§ **What is needed**: The response should be the lines of the data, starting at the first and ending at the one that contains "let mut widths: Vec<usize>", copied without change.

§ **Records for this task**:
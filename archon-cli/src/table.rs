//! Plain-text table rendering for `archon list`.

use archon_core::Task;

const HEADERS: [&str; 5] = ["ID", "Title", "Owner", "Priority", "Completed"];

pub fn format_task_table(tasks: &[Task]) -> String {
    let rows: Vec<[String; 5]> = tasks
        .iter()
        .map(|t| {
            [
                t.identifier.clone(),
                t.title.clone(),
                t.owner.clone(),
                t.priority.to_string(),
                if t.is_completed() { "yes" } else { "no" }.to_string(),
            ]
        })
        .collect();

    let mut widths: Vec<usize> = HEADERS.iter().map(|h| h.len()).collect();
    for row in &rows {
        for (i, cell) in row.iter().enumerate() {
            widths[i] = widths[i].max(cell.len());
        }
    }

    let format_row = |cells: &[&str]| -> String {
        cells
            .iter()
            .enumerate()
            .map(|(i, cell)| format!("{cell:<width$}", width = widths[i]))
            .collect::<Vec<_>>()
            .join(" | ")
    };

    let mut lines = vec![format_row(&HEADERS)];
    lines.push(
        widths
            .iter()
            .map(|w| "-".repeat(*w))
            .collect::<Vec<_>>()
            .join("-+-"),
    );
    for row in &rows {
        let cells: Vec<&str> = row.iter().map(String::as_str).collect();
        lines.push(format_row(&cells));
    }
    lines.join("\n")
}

§ **Response area**:
filename archon-cli/src/table.rs
//! Plain-text table rendering for `archon list`.

use archon_core::Task;

const HEADERS: [&str; 5] = ["ID", "Title", "Owner", "Priority", "Completed"];

pub fn format_task_table(tasks: &[Task]) -> String {
    let rows: Vec<[String; 5]> = tasks
        .iter()
        .map(|t| {
            [
                t.identifier.clone(),
                t.title.clone(),
                t.owner.clone(),
                t.priority.to_string(),
                if t.is_completed() { "yes" } else { "no" }.to_string(),
            ]
        })
        .collect();

    let mut widths: Vec<usize> = HEADERS.iter().map(|h| h.len()).collect();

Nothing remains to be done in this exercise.